Et bien sûr au XVIe siècle, mettre le feu aux… étouppes (puis étoupes) ![8] C’est en 1690 que l’expression se change en mettre le feu aux poudres. Signifiant « déclencher une catastrophe »[9], elle a un sens très concret. Si l’on allume la mèche destinée à faire exploser la poudre, on va effectivement provoquer une explosion. BOOM !
Plus surprenant, l’expression avait aussi une connotation érotique, surtout avec l’étoupe (XVIIIe siècle). Le feu symbolisait alors l’ardeur amoureuse et l’étoupe, comme dans la marine, servait à colmater une brèche…
A défaut de mettre le feu aux poudres, nous espérons avoir attisé (puis satisfait) votre curiosité !

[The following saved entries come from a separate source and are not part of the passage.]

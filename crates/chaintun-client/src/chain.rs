//! Sequential multi-hop dialing

use crate::error::TunnelError;
use crate::state::{transition, TunnelState};
use chaintun_proto::HopSpec;
use chaintun_transport::{SecureSession, SessionConnector};
use tokio::sync::watch;
use tokio_util::sync::CancellationToken;
use tracing::{debug, info, warn};

/// A hop whose session is up
pub struct EstablishedHop<S> {
    spec: HopSpec,
    session: S,
}

impl<S> EstablishedHop<S> {
    pub fn spec(&self) -> &HopSpec {
        &self.spec
    }

    pub fn session(&self) -> &S {
        &self.session
    }
}

/// Ordered list of established hops, always a prefix of the configured chain
pub struct ActiveChain<S: SecureSession> {
    hops: Vec<EstablishedHop<S>>,
}

impl<S: SecureSession> ActiveChain<S> {
    /// Dial every hop in order, each one through the previous session.
    ///
    /// On failure the hops already up are closed in reverse order and the
    /// error names the failing hop. Cancelling `shutdown` abandons the hop
    /// being dialed, closes the rest the same way and returns
    /// [`TunnelError::Cancelled`].
    pub async fn dial<C>(
        connector: &C,
        hops: &[HopSpec],
        state: &watch::Sender<TunnelState>,
        shutdown: &CancellationToken,
    ) -> Result<Self, TunnelError>
    where
        C: SessionConnector<Session = S>,
    {
        if hops.is_empty() {
            return Err(TunnelError::ChainIsEmpty);
        }

        let mut chain = ActiveChain {
            hops: Vec::with_capacity(hops.len()),
        };

        for (index, spec) in hops.iter().enumerate() {
            transition(state, TunnelState::DialingHop { index });
            info!(hop = %spec, index = index, "Dialing hop");

            let dial = async {
                match chain.hops.last() {
                    None => connector.connect(spec).await,
                    Some(parent) => connector.connect_via(&parent.session, spec).await,
                }
            };
            let result = tokio::select! {
                biased;
                _ = shutdown.cancelled() => None,
                result = dial => Some(result),
            };

            let Some(result) = result else {
                info!(hop = %spec, index = index, "Dial cancelled");
                transition(state, TunnelState::TearingDown);
                chain.close().await;
                return Err(TunnelError::Cancelled);
            };

            match result {
                Ok(session) => {
                    debug!(hop = %spec, index = index, "Hop established");
                    chain.hops.push(EstablishedHop {
                        spec: spec.clone(),
                        session,
                    });
                }
                Err(source) => {
                    warn!(hop = %spec, index = index, error = %source, "Failed to dial hop");
                    transition(state, TunnelState::TearingDown);
                    chain.close().await;
                    return Err(TunnelError::Dial {
                        index,
                        host_port: spec.host_port(),
                        source,
                    });
                }
            }
        }

        Ok(chain)
    }

    /// Session of the last hop, through which the remote listener is requested
    pub fn egress(&self) -> Option<&EstablishedHop<S>> {
        self.hops.last()
    }

    pub fn hops(&self) -> impl Iterator<Item = &HopSpec> {
        self.hops.iter().map(|hop| &hop.spec)
    }

    pub fn len(&self) -> usize {
        self.hops.len()
    }

    pub fn is_empty(&self) -> bool {
        self.hops.is_empty()
    }

    /// Close every session, innermost first
    pub async fn close(mut self) {
        while let Some(hop) = self.hops.pop() {
            debug!(hop = %hop.spec, "Closing hop");
            hop.session.close().await;
        }
    }
}
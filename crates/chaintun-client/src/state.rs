//! Run state of a tunnel

use std::fmt;
use tokio::sync::watch;
use tracing::debug;

/// Where a single tunnel run currently is
#[derive(Debug, Clone, Copy, PartialEq, Eq, Default)]
pub enum TunnelState {
    #[default]
    Idle,
    /// Establishing the session to hop `index` (0-based)
    DialingHop { index: usize },
    ListenerRequested,
    Listening,
    TearingDown,
}

impl fmt::Display for TunnelState {
    fn fmt(&self, f: &mut fmt::Formatter<'_>) -> fmt::Result {
        match self {
            TunnelState::Idle => write!(f, "idle"),
            TunnelState::DialingHop { index } => write!(f, "dialing hop {}", index),
            TunnelState::ListenerRequested => write!(f, "listener requested"),
            TunnelState::Listening => write!(f, "listening"),
            TunnelState::TearingDown => write!(f, "tearing down"),
        }
    }
}

pub(crate) fn transition(tx: &watch::Sender<TunnelState>, next: TunnelState) {
    let previous = tx.send_replace(next);
    if previous != next {
        debug!(from = %previous, to = %next, "Tunnel state changed");
    }
}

Hannibal LECTEUR, Allumette, gentille allumette…
En bonus : à force de mettre le feu aux poudres… On finit par énerver ce bon Raoul ! Les Tontons flingueurs, de Georges Lautner (1963)
Notes et références – Mettre le feu aux poudres
[1] Le mot appartient peut-être à une racine indoeuropéenne °pel- « poudre » également présente dans le sanskrit palāvah, et, en latin, dans pollen (cf. pollen), puls (cf. pouture).
[3] On parle d’abord de puldre (1080), puis de pudre (vers 1155) avant d’aboutir à sa forme moderne.
[4] Et d’être spontanément interprétée comme un emploi de poudre avec son sens moderne
[5] Source : Littré en ligne.
[6] Le sens de « poussière », normal en français classique, se rencontre encore en poésie au XIXe siècle (Vigny, Hugo, Verlaine), et dans les anciennes traductions de la Bible.
[7] Syntagme qui produit l’adjectif poudrerizé, contraction de poudrederizé (1887) pour « couvert de poudre de riz ».
[8] Du latin stuppa,-ae (f), l’étoupe est un sous-produit fibreux non tissé issu essentiellement du travail du chanvre ou du lin.
[9] Source : LE ROBERT, Dictionnaire historique de la langue française.